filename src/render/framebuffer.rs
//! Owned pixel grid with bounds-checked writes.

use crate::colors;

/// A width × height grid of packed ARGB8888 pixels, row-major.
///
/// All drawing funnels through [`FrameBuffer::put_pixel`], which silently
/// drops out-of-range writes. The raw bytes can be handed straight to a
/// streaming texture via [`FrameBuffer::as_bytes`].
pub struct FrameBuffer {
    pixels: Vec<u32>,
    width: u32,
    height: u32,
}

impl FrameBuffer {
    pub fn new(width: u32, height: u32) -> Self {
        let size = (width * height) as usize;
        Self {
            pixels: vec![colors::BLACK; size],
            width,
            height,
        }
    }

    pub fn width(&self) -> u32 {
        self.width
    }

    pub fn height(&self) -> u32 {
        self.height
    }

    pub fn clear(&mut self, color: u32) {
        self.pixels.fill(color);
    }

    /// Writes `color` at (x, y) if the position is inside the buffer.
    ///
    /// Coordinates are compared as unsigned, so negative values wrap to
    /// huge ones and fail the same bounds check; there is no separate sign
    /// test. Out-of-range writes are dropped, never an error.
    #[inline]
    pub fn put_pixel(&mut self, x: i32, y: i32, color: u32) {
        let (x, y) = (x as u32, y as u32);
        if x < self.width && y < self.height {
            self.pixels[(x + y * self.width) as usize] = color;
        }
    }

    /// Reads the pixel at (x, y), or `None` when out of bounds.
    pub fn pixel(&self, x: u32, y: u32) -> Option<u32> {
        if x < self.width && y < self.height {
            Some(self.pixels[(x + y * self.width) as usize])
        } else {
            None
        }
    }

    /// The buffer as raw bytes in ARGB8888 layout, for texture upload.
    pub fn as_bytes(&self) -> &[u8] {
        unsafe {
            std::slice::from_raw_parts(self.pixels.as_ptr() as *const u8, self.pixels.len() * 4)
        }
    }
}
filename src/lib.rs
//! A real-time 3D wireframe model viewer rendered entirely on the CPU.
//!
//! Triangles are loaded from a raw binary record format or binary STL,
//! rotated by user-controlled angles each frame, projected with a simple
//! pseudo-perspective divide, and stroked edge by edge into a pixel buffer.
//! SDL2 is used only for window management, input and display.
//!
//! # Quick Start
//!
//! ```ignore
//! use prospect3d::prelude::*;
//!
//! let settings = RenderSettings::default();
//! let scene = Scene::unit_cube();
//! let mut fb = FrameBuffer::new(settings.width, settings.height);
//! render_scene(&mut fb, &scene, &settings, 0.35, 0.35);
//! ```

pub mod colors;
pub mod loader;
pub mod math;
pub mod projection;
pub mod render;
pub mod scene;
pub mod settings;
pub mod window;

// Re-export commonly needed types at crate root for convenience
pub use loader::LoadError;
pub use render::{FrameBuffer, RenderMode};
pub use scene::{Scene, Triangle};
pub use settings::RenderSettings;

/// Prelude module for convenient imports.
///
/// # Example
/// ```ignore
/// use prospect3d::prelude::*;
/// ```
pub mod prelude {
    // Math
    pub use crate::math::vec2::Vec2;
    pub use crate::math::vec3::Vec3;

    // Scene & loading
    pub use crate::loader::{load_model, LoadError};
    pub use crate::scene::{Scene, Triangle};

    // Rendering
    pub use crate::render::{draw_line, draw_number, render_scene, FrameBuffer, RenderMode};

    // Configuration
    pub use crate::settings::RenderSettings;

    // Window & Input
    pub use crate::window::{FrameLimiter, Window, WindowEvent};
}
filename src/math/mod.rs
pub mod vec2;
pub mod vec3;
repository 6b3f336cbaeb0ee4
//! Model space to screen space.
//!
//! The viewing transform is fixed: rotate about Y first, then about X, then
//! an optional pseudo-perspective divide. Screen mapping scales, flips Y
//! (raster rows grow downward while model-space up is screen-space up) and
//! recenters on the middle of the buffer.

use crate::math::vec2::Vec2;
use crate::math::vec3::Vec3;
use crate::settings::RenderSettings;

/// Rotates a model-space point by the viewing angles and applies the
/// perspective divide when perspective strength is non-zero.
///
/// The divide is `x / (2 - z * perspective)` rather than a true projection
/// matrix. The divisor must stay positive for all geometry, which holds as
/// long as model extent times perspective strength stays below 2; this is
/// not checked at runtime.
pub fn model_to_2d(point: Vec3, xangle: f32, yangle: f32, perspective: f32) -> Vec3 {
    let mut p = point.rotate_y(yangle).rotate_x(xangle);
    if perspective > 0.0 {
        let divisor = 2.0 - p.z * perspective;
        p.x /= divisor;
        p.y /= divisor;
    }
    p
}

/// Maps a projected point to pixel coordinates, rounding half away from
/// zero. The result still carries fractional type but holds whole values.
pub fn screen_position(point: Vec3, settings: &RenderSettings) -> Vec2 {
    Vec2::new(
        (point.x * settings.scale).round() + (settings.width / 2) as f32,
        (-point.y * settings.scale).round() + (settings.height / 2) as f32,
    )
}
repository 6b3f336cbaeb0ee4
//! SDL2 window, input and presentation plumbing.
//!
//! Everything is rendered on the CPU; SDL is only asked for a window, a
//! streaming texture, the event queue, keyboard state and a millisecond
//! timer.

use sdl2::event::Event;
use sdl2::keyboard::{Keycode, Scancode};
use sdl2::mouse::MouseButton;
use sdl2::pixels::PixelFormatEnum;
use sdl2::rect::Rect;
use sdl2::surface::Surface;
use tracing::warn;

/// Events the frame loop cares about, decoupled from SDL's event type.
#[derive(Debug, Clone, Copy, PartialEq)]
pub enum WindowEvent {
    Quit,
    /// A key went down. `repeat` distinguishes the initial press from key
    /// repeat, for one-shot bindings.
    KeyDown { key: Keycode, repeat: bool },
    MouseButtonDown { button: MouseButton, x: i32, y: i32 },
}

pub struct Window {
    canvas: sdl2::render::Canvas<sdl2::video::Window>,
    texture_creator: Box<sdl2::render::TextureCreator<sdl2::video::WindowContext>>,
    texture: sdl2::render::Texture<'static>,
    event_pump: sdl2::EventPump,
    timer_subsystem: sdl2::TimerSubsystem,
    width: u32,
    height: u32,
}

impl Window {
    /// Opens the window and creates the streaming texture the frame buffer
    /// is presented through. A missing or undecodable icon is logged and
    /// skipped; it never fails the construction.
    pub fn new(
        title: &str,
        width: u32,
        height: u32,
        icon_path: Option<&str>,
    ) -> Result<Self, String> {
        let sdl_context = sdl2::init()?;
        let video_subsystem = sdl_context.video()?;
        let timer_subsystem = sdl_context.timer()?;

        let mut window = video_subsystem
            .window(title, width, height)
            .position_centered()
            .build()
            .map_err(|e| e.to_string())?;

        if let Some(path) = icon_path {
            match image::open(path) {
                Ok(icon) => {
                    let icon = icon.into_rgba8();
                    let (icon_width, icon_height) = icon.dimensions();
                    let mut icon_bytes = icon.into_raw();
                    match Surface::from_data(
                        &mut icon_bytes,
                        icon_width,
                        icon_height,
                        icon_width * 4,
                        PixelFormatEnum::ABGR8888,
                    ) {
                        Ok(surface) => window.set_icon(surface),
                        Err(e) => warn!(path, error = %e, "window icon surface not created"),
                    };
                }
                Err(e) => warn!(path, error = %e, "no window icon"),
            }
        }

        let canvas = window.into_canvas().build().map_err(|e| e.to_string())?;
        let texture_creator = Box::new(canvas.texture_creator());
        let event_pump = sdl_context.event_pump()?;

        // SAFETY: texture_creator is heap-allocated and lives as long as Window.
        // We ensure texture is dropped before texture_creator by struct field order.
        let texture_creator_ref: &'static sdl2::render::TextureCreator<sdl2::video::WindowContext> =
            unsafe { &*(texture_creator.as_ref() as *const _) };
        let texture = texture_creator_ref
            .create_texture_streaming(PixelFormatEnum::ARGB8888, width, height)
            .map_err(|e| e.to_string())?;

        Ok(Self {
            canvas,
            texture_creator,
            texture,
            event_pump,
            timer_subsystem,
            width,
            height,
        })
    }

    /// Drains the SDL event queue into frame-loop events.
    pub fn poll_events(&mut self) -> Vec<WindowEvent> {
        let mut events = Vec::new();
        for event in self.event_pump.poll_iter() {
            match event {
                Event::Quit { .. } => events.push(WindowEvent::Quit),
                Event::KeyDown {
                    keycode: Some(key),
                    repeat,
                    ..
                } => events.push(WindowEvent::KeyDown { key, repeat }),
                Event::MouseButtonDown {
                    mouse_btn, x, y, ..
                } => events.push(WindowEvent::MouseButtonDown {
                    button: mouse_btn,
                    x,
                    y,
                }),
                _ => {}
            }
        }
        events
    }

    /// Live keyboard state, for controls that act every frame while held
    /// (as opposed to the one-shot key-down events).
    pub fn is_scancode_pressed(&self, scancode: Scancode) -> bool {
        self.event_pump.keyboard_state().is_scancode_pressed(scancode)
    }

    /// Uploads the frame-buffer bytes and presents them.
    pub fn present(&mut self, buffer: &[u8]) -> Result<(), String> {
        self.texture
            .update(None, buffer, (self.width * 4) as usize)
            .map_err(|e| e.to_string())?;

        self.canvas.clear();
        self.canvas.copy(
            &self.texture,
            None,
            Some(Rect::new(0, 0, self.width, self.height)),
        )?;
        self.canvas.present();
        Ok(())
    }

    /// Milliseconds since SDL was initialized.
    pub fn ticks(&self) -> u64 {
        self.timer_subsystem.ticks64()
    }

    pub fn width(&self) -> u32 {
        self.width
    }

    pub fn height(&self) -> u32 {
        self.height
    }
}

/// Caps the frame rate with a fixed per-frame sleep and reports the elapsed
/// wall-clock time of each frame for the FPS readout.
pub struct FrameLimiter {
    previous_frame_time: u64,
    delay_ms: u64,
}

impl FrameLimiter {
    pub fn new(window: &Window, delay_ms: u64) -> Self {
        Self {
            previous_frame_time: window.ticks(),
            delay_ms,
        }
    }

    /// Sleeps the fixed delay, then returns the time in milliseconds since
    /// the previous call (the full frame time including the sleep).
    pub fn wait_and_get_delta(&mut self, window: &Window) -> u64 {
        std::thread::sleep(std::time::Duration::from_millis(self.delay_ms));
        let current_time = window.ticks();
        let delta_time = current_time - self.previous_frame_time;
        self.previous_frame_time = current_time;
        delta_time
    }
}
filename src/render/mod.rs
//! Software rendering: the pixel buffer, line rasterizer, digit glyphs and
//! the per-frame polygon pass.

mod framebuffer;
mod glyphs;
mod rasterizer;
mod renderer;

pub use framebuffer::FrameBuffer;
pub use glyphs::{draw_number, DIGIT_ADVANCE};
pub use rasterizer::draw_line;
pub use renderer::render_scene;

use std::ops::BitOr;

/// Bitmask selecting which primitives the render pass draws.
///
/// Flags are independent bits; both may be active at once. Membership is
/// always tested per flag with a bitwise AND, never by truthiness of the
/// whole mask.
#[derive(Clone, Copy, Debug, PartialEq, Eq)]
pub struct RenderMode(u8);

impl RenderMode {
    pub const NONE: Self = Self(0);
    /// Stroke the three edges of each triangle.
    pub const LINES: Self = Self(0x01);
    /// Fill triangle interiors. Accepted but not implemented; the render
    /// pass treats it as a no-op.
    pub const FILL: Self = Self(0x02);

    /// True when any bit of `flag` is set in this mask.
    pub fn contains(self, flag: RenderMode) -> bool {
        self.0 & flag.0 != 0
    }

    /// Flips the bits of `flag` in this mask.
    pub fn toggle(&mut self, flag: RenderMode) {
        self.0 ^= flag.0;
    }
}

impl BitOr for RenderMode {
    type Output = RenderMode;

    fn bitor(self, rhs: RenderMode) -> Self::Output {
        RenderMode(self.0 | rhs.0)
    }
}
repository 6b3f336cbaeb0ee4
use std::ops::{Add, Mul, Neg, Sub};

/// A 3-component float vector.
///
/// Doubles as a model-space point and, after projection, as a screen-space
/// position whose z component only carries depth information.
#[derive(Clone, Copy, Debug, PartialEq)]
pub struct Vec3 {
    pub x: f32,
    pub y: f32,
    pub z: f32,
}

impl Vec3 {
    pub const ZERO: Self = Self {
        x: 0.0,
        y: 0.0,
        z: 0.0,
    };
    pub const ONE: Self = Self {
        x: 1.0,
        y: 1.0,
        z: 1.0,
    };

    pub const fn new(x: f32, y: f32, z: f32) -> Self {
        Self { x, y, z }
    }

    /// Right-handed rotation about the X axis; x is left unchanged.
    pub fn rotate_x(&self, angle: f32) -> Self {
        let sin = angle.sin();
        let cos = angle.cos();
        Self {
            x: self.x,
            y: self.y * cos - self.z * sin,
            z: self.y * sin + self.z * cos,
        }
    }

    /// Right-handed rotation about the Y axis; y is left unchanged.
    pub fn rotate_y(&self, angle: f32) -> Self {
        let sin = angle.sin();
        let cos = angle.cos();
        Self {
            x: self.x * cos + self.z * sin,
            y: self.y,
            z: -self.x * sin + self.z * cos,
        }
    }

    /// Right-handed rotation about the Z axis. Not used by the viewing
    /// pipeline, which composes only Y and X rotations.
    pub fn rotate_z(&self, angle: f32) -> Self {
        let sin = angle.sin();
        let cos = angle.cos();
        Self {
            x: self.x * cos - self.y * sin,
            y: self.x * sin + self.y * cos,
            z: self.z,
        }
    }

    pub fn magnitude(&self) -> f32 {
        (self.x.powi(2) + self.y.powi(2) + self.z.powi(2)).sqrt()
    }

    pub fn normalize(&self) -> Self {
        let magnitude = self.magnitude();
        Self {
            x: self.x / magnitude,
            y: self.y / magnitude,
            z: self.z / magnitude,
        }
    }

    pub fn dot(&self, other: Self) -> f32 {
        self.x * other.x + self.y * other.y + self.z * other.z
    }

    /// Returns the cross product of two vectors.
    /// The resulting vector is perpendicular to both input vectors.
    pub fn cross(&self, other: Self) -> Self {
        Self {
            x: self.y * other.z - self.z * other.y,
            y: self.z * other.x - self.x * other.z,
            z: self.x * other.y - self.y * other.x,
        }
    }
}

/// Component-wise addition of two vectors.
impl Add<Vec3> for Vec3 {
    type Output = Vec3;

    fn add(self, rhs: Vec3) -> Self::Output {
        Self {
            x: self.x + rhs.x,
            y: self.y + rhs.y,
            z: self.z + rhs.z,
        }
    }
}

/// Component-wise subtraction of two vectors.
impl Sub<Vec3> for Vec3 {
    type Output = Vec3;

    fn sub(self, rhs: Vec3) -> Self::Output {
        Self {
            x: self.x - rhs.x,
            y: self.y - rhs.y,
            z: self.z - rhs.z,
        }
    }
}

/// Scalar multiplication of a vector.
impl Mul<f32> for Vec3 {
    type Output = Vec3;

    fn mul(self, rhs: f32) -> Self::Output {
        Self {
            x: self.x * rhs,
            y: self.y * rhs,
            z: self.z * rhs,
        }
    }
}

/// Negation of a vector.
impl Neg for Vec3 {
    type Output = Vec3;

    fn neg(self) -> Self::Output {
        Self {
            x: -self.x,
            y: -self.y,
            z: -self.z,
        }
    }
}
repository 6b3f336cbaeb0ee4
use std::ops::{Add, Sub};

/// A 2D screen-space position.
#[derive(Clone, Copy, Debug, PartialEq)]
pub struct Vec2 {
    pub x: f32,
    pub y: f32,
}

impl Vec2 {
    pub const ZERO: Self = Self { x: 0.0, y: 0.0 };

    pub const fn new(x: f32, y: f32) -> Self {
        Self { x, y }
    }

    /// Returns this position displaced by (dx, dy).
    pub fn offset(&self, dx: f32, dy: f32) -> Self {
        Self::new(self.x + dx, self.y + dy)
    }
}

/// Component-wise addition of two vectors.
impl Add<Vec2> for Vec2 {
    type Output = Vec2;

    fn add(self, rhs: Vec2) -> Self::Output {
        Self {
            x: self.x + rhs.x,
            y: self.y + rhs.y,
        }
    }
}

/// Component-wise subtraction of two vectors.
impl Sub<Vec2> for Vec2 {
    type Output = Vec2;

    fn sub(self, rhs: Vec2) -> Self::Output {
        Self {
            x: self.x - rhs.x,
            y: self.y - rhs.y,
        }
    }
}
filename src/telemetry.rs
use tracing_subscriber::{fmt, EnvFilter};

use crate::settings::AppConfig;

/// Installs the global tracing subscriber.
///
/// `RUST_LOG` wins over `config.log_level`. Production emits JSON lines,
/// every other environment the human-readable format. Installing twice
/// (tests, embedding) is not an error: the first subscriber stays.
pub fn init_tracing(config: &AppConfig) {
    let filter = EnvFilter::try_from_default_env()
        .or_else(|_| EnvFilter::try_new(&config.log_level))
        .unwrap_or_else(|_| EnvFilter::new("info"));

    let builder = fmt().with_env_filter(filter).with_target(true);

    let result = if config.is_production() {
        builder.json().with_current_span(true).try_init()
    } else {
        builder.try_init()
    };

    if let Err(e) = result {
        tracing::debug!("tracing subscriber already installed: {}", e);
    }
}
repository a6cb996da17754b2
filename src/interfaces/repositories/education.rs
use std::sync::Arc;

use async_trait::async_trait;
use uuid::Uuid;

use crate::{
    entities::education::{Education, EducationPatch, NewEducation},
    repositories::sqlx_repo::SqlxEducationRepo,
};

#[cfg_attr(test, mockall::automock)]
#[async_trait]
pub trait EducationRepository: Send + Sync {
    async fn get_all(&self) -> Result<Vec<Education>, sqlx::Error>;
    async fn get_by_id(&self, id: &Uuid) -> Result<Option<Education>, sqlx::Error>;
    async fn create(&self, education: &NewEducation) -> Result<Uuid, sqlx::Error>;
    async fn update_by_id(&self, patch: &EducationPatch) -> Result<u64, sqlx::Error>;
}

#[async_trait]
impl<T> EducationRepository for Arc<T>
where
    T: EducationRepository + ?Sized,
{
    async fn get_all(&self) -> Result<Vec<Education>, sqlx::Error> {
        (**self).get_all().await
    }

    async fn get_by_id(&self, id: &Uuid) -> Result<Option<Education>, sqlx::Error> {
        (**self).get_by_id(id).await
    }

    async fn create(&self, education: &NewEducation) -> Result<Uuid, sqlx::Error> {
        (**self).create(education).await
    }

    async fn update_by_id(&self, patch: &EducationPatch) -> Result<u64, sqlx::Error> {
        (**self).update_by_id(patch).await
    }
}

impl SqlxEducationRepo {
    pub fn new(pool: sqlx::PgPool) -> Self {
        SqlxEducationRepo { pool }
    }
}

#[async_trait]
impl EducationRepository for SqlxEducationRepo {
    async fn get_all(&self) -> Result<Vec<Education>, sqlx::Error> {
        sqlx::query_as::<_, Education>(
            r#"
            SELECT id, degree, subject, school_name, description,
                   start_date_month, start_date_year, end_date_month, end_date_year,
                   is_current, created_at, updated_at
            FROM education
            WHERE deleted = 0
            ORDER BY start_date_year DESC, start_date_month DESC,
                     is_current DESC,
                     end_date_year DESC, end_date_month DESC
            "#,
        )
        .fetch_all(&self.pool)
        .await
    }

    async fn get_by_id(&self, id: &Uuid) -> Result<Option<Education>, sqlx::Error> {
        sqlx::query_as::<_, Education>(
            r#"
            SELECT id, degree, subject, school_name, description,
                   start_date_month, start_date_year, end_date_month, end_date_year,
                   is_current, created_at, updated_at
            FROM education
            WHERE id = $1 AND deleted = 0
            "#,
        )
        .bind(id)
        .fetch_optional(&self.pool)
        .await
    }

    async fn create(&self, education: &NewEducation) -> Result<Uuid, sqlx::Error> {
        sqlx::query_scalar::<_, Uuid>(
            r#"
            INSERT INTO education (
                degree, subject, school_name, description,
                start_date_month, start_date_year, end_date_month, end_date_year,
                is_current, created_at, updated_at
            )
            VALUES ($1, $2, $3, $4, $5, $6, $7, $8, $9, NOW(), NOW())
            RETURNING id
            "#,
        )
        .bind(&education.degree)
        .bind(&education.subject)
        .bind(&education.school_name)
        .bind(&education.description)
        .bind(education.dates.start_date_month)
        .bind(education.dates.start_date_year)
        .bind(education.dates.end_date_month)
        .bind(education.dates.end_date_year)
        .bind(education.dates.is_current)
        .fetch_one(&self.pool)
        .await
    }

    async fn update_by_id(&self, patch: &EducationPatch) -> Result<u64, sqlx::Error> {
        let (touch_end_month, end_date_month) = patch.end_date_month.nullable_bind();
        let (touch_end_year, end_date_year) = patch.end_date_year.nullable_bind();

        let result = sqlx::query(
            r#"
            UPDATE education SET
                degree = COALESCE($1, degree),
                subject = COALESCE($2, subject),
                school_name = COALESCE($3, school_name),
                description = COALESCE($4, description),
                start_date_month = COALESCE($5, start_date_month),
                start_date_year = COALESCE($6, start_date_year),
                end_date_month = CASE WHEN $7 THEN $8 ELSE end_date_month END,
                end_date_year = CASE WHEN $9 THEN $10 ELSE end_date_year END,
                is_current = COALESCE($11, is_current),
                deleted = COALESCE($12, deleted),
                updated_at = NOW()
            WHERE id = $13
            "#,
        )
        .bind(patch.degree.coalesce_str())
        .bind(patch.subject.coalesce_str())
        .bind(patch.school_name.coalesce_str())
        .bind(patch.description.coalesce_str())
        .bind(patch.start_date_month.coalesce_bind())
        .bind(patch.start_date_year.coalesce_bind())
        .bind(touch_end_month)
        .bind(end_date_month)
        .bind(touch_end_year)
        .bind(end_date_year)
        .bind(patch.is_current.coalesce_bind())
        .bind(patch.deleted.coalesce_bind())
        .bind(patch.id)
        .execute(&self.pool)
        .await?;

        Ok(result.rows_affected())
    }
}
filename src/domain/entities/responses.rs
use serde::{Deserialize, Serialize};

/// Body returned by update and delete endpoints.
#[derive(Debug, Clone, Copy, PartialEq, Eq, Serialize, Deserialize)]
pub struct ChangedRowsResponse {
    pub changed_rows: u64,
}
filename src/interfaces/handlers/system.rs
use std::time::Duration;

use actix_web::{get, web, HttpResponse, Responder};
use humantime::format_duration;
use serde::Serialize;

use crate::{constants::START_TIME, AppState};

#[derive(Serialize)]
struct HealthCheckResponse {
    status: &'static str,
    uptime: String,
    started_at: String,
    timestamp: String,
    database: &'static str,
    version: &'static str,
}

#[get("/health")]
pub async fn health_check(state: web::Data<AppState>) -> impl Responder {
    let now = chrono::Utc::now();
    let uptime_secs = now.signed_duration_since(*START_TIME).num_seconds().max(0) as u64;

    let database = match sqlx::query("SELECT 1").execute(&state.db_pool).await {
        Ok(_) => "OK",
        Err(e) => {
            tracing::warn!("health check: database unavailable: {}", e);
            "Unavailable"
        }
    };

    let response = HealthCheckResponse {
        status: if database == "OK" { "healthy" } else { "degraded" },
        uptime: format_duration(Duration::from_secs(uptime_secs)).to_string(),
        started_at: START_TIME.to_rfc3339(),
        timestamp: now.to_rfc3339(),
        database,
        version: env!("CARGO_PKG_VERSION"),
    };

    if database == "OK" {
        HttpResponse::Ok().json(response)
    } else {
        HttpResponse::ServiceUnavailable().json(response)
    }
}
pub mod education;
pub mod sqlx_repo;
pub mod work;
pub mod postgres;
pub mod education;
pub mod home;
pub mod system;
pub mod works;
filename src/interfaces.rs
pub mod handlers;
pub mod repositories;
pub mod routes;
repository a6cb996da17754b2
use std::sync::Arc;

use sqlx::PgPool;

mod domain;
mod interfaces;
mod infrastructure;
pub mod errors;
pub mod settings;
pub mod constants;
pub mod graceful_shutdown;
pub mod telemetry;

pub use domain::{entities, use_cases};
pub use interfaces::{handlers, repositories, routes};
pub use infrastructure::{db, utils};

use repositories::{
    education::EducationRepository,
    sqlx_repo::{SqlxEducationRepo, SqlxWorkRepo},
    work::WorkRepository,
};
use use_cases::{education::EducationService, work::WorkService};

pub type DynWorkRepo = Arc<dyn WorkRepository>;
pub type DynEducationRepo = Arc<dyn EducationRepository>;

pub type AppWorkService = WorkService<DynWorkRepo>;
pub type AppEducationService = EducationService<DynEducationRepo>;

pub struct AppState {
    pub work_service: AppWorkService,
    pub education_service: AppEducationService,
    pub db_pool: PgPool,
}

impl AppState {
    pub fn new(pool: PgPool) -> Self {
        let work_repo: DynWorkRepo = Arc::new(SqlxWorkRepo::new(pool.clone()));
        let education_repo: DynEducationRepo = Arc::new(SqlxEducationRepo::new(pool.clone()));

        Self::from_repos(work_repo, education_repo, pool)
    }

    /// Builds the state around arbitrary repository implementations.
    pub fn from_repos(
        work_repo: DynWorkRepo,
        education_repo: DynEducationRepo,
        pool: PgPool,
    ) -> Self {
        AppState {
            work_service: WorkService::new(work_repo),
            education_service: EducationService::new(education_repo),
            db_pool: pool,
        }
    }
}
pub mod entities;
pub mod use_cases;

....

Instructions for the task:
Given the records above, reproduce precisely and only the lines between the line holding "strength is non-zero." and the line holding "use tracing::warn;", inclusive.

Written answer:
/// perspective divide when perspective strength is non-zero.
///
/// The divide is `x / (2 - z * perspective)` rather than a true projection
/// matrix. The divisor must stay positive for all geometry, which holds as
/// long as model extent times perspective strength stays below 2; this is
/// not checked at runtime.
pub fn model_to_2d(point: Vec3, xangle: f32, yangle: f32, perspective: f32) -> Vec3 {
    let mut p = point.rotate_y(yangle).rotate_x(xangle);
    if perspective > 0.0 {
        let divisor = 2.0 - p.z * perspective;
        p.x /= divisor;
        p.y /= divisor;
    }
    p
}

/// Maps a projected point to pixel coordinates, rounding half away from
/// zero. The result still carries fractional type but holds whole values.
pub fn screen_position(point: Vec3, settings: &RenderSettings) -> Vec2 {
    Vec2::new(
        (point.x * settings.scale).round() + (settings.width / 2) as f32,
        (-point.y * settings.scale).round() + (settings.height / 2) as f32,
    )
}
repository 6b3f336cbaeb0ee4
//! SDL2 window, input and presentation plumbing.
//!
//! Everything is rendered on the CPU; SDL is only asked for a window, a
//! streaming texture, the event queue, keyboard state and a millisecond
//! timer.

use sdl2::event::Event;
use sdl2::keyboard::{Keycode, Scancode};
use sdl2::mouse::MouseButton;
use sdl2::pixels::PixelFormatEnum;
use sdl2::rect::Rect;
use sdl2::surface::Surface;
use tracing::warn;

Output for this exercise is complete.